Opinión | Tribuna abierta

Leyendo el periódico

Quisiera hablarles hoy de un fenómeno que no por cotidiano, deja de ser sorprendente: ¿se han dado cuenta de lo ecuánime, lo sensata, lo bien fundada que nos resulta la línea editorial de nuestro diario favorito? Es algo así como la razón hecha letra impresa: puro sentido común, sobria descripción de la realidad -sin añadidos, sustracciones o tic alguno que revele una deformación tendenciosa. Estamos persuadidos de que el mundo se aparece a través de sus páginas tal y como es.

Un cauto escepticismo debería acompañar a este descubrimiento, especialmente cuando constatamos que todo el mundo piensa lo mismo de su propio diario. No alcanzamos a comprender cómo ese ingenuo lector del otro lado de la cafetería no percibe que los “hechos” que su periódico le presenta se hallan tan contaminados por valoraciones espurias que su pretendida “correspondencia” con la realidad requiere el uso apremiante de comillas. Se nos plantea entonces una pregunta: ¿Nos sucederá a nosotros lo mismo? ¿Estaremos ciegos ante las manipulaciones de nuestro diario? Uno está convencido de su propia clarividencia, por supuesto, pero sospecho que tal vez aquel lector que ahora sorbe su café también lo esté de la suya.

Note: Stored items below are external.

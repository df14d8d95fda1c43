use super::{IntoExpr, Primitive};

use gql_core::stmt;
use std::{marker::PhantomData, ops::Not};

/// An expression evaluating to a `T`.
pub struct Expr<T> {
    /// The un-typed expression
    pub(crate) untyped: stmt::Expr,

    /// `T` is the type of the expression
    _p: PhantomData<fn() -> T>,
}

/// A value read when the query is compiled rather than when it is built.
///
/// The closure runs once per compilation, so a query built once and
/// compiled many times sees the current value every time.
pub fn captured<T, F>(f: F) -> Expr<T>
where
    T: Primitive,
    F: Fn() -> T + Send + Sync + 'static,
{
    Expr::from_untyped(stmt::Expr::captured(move || f().into_value()))
}

impl<T> Expr<T> {
    pub(crate) fn from_value(value: stmt::Value) -> Self {
        Self::from_untyped(stmt::Expr::Value(value))
    }

    pub fn from_untyped(untyped: impl Into<stmt::Expr>) -> Self {
        Self {
            untyped: untyped.into(),
            _p: PhantomData,
        }
    }

    pub fn into_untyped(self) -> stmt::Expr {
        self.untyped
    }
}

impl Expr<bool> {
    pub fn and(self, rhs: impl IntoExpr<bool>) -> Self {
        Self::from_untyped(stmt::Expr::and(self.untyped, rhs.into_expr().untyped))
    }

    /// Disjunction. The store cannot evaluate it, so compiling a query that
    /// contains one fails.
    pub fn or(self, rhs: impl IntoExpr<bool>) -> Self {
        Self::from_untyped(stmt::Expr::or(self.untyped, rhs.into_expr().untyped))
    }

    #[allow(clippy::should_implement_trait)]
    pub fn not(self) -> Self {
        !self
    }
}

impl Not for Expr<bool> {
    type Output = Self;

    fn not(self) -> Self {
        Self::from_untyped(stmt::Expr::not(self.untyped))
    }
}

impl<T> Clone for Expr<T> {
    fn clone(&self) -> Self {
        Self::from_untyped(self.untyped.clone())
    }
}

impl<T> std::fmt::Debug for Expr<T> {
    fn fmt(&self, f: &mut std::fmt::Formatter<'_>) -> std::fmt::Result {
        std::fmt::Debug::fmt(&self.untyped, f)
    }
}

impl<T> From<Expr<T>> for stmt::Expr {
    fn from(value: Expr<T>) -> Self {
        value.untyped
    }
}
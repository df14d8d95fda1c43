/// Asserts the expression is `Err` and evaluates to the error.
#[macro_export]
macro_rules! assert_err {
    ($e:expr $(, $($t:tt)* )?) => {
        match $e {
            Err(e) => e,
            actual => {
                use std::fmt::Write;
                let mut msg = format!("expected `Err`; actual={:?}", actual);

                $(
                    write!(msg, ", ").unwrap();
                    write!(msg, $($t)*).unwrap();
                )?

                panic!("{}", msg);
            }
        }
    };
}

/// Asserts the expression is `Ok` and evaluates to the value.
#[macro_export]
macro_rules! assert_ok {
    ($e:expr) => {
        match $e {
            Ok(v) => v,
            actual => panic!("expected `Ok`; actual={:?}", actual),
        }
    };
}

/// Asserts the expression is an `Err` whose error satisfies the named
/// predicate method, and evaluates to the error.
///
/// ```ignore
/// let err = assert_err_kind!(compile(&pipeline), is_unsupported_query_shape);
/// ```
#[macro_export]
macro_rules! assert_err_kind {
    ($e:expr, $kind:ident) => {{
        let err = $crate::assert_err!($e);
        assert!(
            err.$kind(),
            "expected error satisfying `{}`; actual={}",
            stringify!($kind),
            err
        );
        err
    }};
}
use gql_core::stmt::{BinaryOp, Direction};

/// One piece of a query, in emission order.
#[derive(Debug, Clone, PartialEq)]
pub enum Fragment {
    /// `SELECT`
    Select,

    /// The projected column list, or `*`
    Projection(String),

    /// `FROM`
    From,

    /// The kind being queried
    Kind(String),

    /// `WHERE`
    Where,

    /// `AND` between two conditions
    And,

    /// A comparison operator
    Operator(BinaryOp),

    /// A property name, or the key column
    Member(String),

    /// A named parameter placeholder
    Param(String),

    /// Literal query text, such as `NULL`
    Constant(String),

    /// Marks that a `LIMIT` clause is present
    Take,

    /// Marks that an `OFFSET` clause is present
    Skip,

    /// Marks that an `ORDER BY` clause is present
    OrderBy(Direction),

    /// The ordering property
    OrderByField(String),
}

impl Fragment {
    /// Singleton fragments appear at most once per query.
    pub fn is_singleton(&self) -> bool {
        !matches!(
            self,
            Fragment::And
                | Fragment::Operator(_)
                | Fragment::Member(_)
                | Fragment::Param(_)
                | Fragment::Constant(_)
        )
    }

    fn same_kind(&self, other: &Fragment) -> bool {
        std::mem::discriminant(self) == std::mem::discriminant(other)
    }
}

/// An ordered fragment sequence for a single query.
#[derive(Debug, Clone, Default, PartialEq)]
pub struct Ast {
    fragments: Vec<Fragment>,
}

impl Ast {
    pub fn new() -> Self {
        Self::default()
    }

    /// Append a fragment. A singleton fragment whose kind is already present
    /// is dropped.
    pub fn push(&mut self, fragment: Fragment) {
        if fragment.is_singleton() && self.contains(&fragment) {
            tracing::trace!(?fragment, "dropping repeated fragment");
            return;
        }

        self.fragments.push(fragment);
    }

    pub fn extend(&mut self, fragments: impl IntoIterator<Item = Fragment>) {
        for fragment in fragments {
            self.push(fragment);
        }
    }

    /// Returns `true` if a fragment of the same kind is present.
    pub fn contains(&self, fragment: &Fragment) -> bool {
        self.fragments.iter().any(|f| f.same_kind(fragment))
    }

    pub fn has_where(&self) -> bool {
        self.contains(&Fragment::Where)
    }

    /// Removes the `WHERE` clause when it holds no property reference.
    ///
    /// Condition fragments only ever belong to the `WHERE` clause, so the
    /// clause is the `WHERE` fragment plus every non-singleton fragment.
    pub fn remove_where(&mut self) -> bool {
        if !self.has_where() {
            return false;
        }

        if self.fragments.iter().any(|f| matches!(f, Fragment::Member(_))) {
            return false;
        }

        self.fragments
            .retain(|f| f.is_singleton() && *f != Fragment::Where);
        true
    }

    /// Property names referenced by the query's conditions and ordering, in
    /// order of appearance.
    pub fn members(&self) -> impl Iterator<Item = &str> {
        self.fragments.iter().filter_map(|f| match f {
            Fragment::Member(name) | Fragment::OrderByField(name) => Some(&name[..]),
            _ => None,
        })
    }

    pub fn fragments(&self) -> &[Fragment] {
        &self.fragments
    }

    pub fn is_empty(&self) -> bool {
        self.fragments.is_empty()
    }
}
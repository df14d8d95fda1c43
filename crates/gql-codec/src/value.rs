use base64::{engine::general_purpose::STANDARD, Engine as _};
use chrono::{DateTime, Utc};
use gql_core::{
    driver::{Property, PropertyValue},
    stmt::{EnumVariant, Type, Value},
    Error, Result,
};
use rust_decimal::Decimal;

use std::str::FromStr;

/// Converts a value to its wire form.
///
/// Enums travel as their discriminant and decimals as invariant strings.
/// Maps and records have no scalar wire form; the serializer flattens and
/// nests them.
pub fn to_property_value(value: &Value) -> Result<PropertyValue> {
    use PropertyValue as PV;

    Ok(match value {
        Value::Null => PV::Null,
        Value::Bool(v) => PV::Boolean(*v),
        Value::I16(v) => PV::Integer((*v).into()),
        Value::I32(v) => PV::Integer((*v).into()),
        Value::I64(v) => PV::Integer(*v),
        Value::F64(v) => PV::Double(*v),
        Value::Decimal(v) => PV::String(v.to_string()),
        Value::String(v) => PV::String(v.clone()),
        Value::DateTime(v) => PV::Timestamp(*v),
        Value::Bytes(v) => PV::Blob(STANDARD.encode(v)),
        Value::Enum(v) => PV::Integer(v.discriminant),
        Value::Key(v) => PV::Key(v.clone()),
        Value::List(items) => PV::List(
            items
                .iter()
                .map(|item| Ok(Property::indexed(to_property_value(item)?)))
                .collect::<Result<_>>()?,
        ),
        Value::Map(_) | Value::Record(_) => {
            return Err(Error::type_conversion(value, "property value"))
        }
    })
}

/// Converts a wire value to a value of the declared type.
///
/// Null decodes to the type's zero value.
pub fn from_property_value(ty: &Type, value: &PropertyValue) -> Result<Value> {
    use PropertyValue as PV;

    Ok(match (ty, value) {
        (ty, PV::Null) => ty.zero(),
        (Type::Bool, PV::Boolean(v)) => Value::Bool(*v),
        (Type::I16, PV::Integer(v)) => {
            Value::I16(i16::try_from(*v).map_err(|_| Error::type_conversion(v, "i16"))?)
        }
        (Type::I32, PV::Integer(v)) => {
            Value::I32(i32::try_from(*v).map_err(|_| Error::type_conversion(v, "i32"))?)
        }
        (Type::I64, PV::Integer(v)) => Value::I64(*v),
        (Type::F64, PV::Double(v)) => Value::F64(*v),
        (Type::F64, PV::Integer(v)) => Value::F64(*v as f64),
        (Type::Decimal, PV::String(v)) => Value::Decimal(
            Decimal::from_str(v).map_err(|_| Error::type_conversion(v, "Decimal"))?,
        ),
        (Type::Decimal, PV::Integer(v)) => Value::Decimal(Decimal::from(*v)),
        (Type::Decimal, PV::Double(v)) => Value::Decimal(
            Decimal::try_from(*v).map_err(|_| Error::type_conversion(v, "Decimal"))?,
        ),
        (Type::String, PV::String(v)) => Value::String(v.clone()),
        (Type::String, PV::Key(key)) => Value::String(key.name.clone()),
        (Type::DateTime, PV::Timestamp(v)) => Value::DateTime(*v),
        (Type::Bytes, PV::Blob(v)) => Value::Bytes(
            STANDARD
                .decode(v)
                .map_err(|_| Error::type_conversion(v, "Vec<u8>"))?,
        ),
        (Type::Enum(variants), PV::Integer(v)) => {
            let Some(variant) = EnumVariant::by_discriminant(variants, *v) else {
                return Err(Error::type_conversion(v, "enum variant"));
            };
            Value::Enum(variant.into())
        }
        (Type::Enum(variants), PV::String(v)) => {
            let Some(variant) = EnumVariant::by_name(variants, v) else {
                return Err(Error::type_conversion(v, "enum variant"));
            };
            Value::Enum(variant.into())
        }
        (Type::List(item), PV::List(items)) => Value::List(
            items
                .iter()
                .map(|property| from_property_value(item, &property.value))
                .collect::<Result<_>>()?,
        ),
        (Type::Record(schema), PV::Entity(bag)) => {
            Value::Record(crate::deserialize::deserialize_bag(schema(), bag)?)
        }
        (ty, value) => return Err(Error::type_conversion(value, ty.name())),
    })
}

/// Decodes a projected column. Datetimes may arrive as milliseconds since
/// the epoch.
pub(crate) fn from_column(ty: &Type, value: &PropertyValue) -> Result<Value> {
    match (ty, value) {
        (Type::DateTime, PropertyValue::Integer(millis)) => {
            DateTime::<Utc>::from_timestamp_millis(*millis)
                .map(Value::DateTime)
                .ok_or_else(|| Error::type_conversion(millis, "DateTime<Utc>"))
        }
        _ => from_property_value(ty, value),
    }
}
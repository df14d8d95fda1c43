mod entity;
pub use entity::{Entity, Property, PropertyBag, PropertyValue};

mod key;
pub use key::Key;

mod query;
pub use query::GqlQuery;

use crate::async_trait;

use std::fmt::Debug;

/// Answers whether a key is already taken in the store.
#[async_trait]
pub trait KeyLookup: Debug + Send + Sync {
    async fn exists(&self, key: &Key) -> crate::Result<bool>;
}

/// The round trip to the remote store.
///
/// Each call is a single request. Failures are returned unchanged; the
/// caller decides whether to retry.
#[async_trait]
pub trait Transport: KeyLookup {
    /// Run a parameterized query and return the matching entities.
    async fn run_query(&self, query: &GqlQuery) -> crate::Result<Vec<Entity>>;
}
use super::{EnumVariant, Value};
use crate::schema::ModelSchema;

use chrono::{DateTime, Utc};
use indexmap::IndexMap;
use rust_decimal::Decimal;

/// The declared type of a field.
#[derive(Debug, Clone)]
pub enum Type {
    Bool,
    I16,
    I32,
    I64,
    F64,
    Decimal,
    String,
    DateTime,
    Bytes,

    /// An enumeration with its variant table
    Enum(&'static [EnumVariant]),

    /// A list of a single type
    List(Box<Type>),

    /// A string-keyed map of a single value type
    Map(Box<Type>),

    /// A nested record described by its own schema
    Record(fn() -> &'static ModelSchema),
}

impl Type {
    pub fn list(ty: impl Into<Self>) -> Self {
        Self::List(Box::new(ty.into()))
    }

    pub fn map(ty: impl Into<Self>) -> Self {
        Self::Map(Box::new(ty.into()))
    }

    pub fn is_bool(&self) -> bool {
        matches!(self, Self::Bool)
    }

    /// Types stored as a single scalar property.
    pub fn is_scalar(&self) -> bool {
        !matches!(self, Self::List(_) | Self::Map(_) | Self::Record(_))
    }

    /// The value a field of this type takes when nothing is stored.
    pub fn zero(&self) -> Value {
        match self {
            Type::Bool => Value::Bool(false),
            Type::I16 => Value::I16(0),
            Type::I32 => Value::I32(0),
            Type::I64 => Value::I64(0),
            Type::F64 => Value::F64(0.0),
            Type::Decimal => Value::Decimal(Decimal::ZERO),
            Type::String => Value::String(String::new()),
            Type::DateTime => Value::DateTime(DateTime::<Utc>::default()),
            Type::Bytes => Value::Bytes(vec![]),
            Type::Enum(variants) => EnumVariant::by_discriminant(variants, 0)
                .or_else(|| variants.first().copied())
                .map(|variant| Value::Enum(variant.into()))
                .unwrap_or(Value::Null),
            Type::List(_) => Value::List(vec![]),
            Type::Map(_) => Value::Map(IndexMap::new()),
            Type::Record(_) => Value::Null,
        }
    }

    pub fn name(&self) -> &'static str {
        match self {
            Type::Bool => "Bool",
            Type::I16 => "I16",
            Type::I32 => "I32",
            Type::I64 => "I64",
            Type::F64 => "F64",
            Type::Decimal => "Decimal",
            Type::String => "String",
            Type::DateTime => "DateTime",
            Type::Bytes => "Bytes",
            Type::Enum(_) => "Enum",
            Type::List(_) => "List",
            Type::Map(_) => "Map",
            Type::Record(_) => "Record",
        }
    }
}
use crate::stmt::Primitive;

use chrono::{DateTime, Utc};
use gql_core::{
    stmt::{Type, Value},
    Result,
};

impl Primitive for DateTime<Utc> {
    fn ty() -> Type {
        Type::DateTime
    }

    fn into_value(self) -> Value {
        Value::from(self)
    }

    fn load(value: Value) -> Result<Self> {
        value.try_into()
    }
}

Consideremos la religión: también el prosélito “sabe” que la suya es la única verdadera, y que todas las demás son prácticas idolátricas. ¿Estaremos encerrados en nuestros periódicos de un modo parecido a como lo está el creyente en su creencia? ¿Repetiremos sus editoriales con la misma cándida confianza con la que un judío recita la Torá o un mormón “El libro del Mormón”? Pero el fenómeno religioso exige, según Kierkegaard, un “salto” sobre el abismo que separa razón y fe, lo cual exime al creyente de la necesidad de ser muy puntilloso en cuestiones de lógica, al tiempo que libera su creatividad a la hora de examinar los hechos. La prensa, sin embargo, tiene su razón de ser precisamente en lo contrario: en ser fiel a los hechos, en atenerse a argumentos razonados (o razonables), en deslindar juicios fácticos de juicios de valor. Al contrario de las religiones, a las cuales sólo se llega por medio de saltos y constituyen -por así decir- islas separadas por océanos de incomprensión, los diversos periódicos deberían componer entre ellos un único texto donde hechos y argumentos pudieran confrontarse ecuménicamente. Resulta obvio que esto no es así.

Y es que vivimos en sociedades plurales en las que no es dable establecer una jerarquía de valores aceptada por todos. Dada la imposibilidad de construir esa especie de cálculo lógico donde las razones de unos y otros pudieran ponerse a danzar sin violencia, se hace necesario establecer al menos un método para lograr compromisos entre visiones contrarias. Ese método no es otro que la democracia -en el ámbito de la toma de decisiones- y el pluralismo informativo -en lo que se refiere a la formación de las opiniones sobre las que tales decisiones se fundan. Pero pluralismo no es relativismo. Existen espacios comunes a las distintas visiones vigentes que resultan amparadas por el propio concepto de democracia -incluso por una versión tan tenue de la misma como la de “democracia procedimental” que aquí sostengo. Constituyen frágiles pasarelas que unen los islotes de nuestros diversos idearios y nos impiden caer en ese solipsismo en el que tan a menudo quedan encerradas las religiones, o los nacionalismos, o todas esas ideologías que afirman descansar sobre los cimientos de unos valores absolutos e incontestables. Que todos sepamos que ninguno de nosotros tiene toda la razón es una buena razón para seguir viviendo juntos, a pesar de todo. Que las diversas líneas editoriales no lleguen nunca a tocarse -e incluso se den la espalda y se pongan de morros- no es motivo suficiente para romper la baraja.

Así que no deberíamos desconfiar de nuestra capacidad crítica cuando constatamos que nuestras opiniones se amoldan con tanta facilidad a las de nuestro diario favorito. Por idéntica razón, tampoco deberíamos dudar de la lucidez de ese parroquiano que, al otro lado de la cafetería, asiente con aprobación mientras pasa las páginas del suyo. Lo decisivo es que, hasta ahora, ninguno de los dos ha enrollado su periódico y se ha liado a papirotazos con el otro, para asombro del camarero. Creo que en un mundo incierto y desacralizado como el nuestro no puede pedirse mucho más que eso. Pero tampoco debería exigirse mucho menos.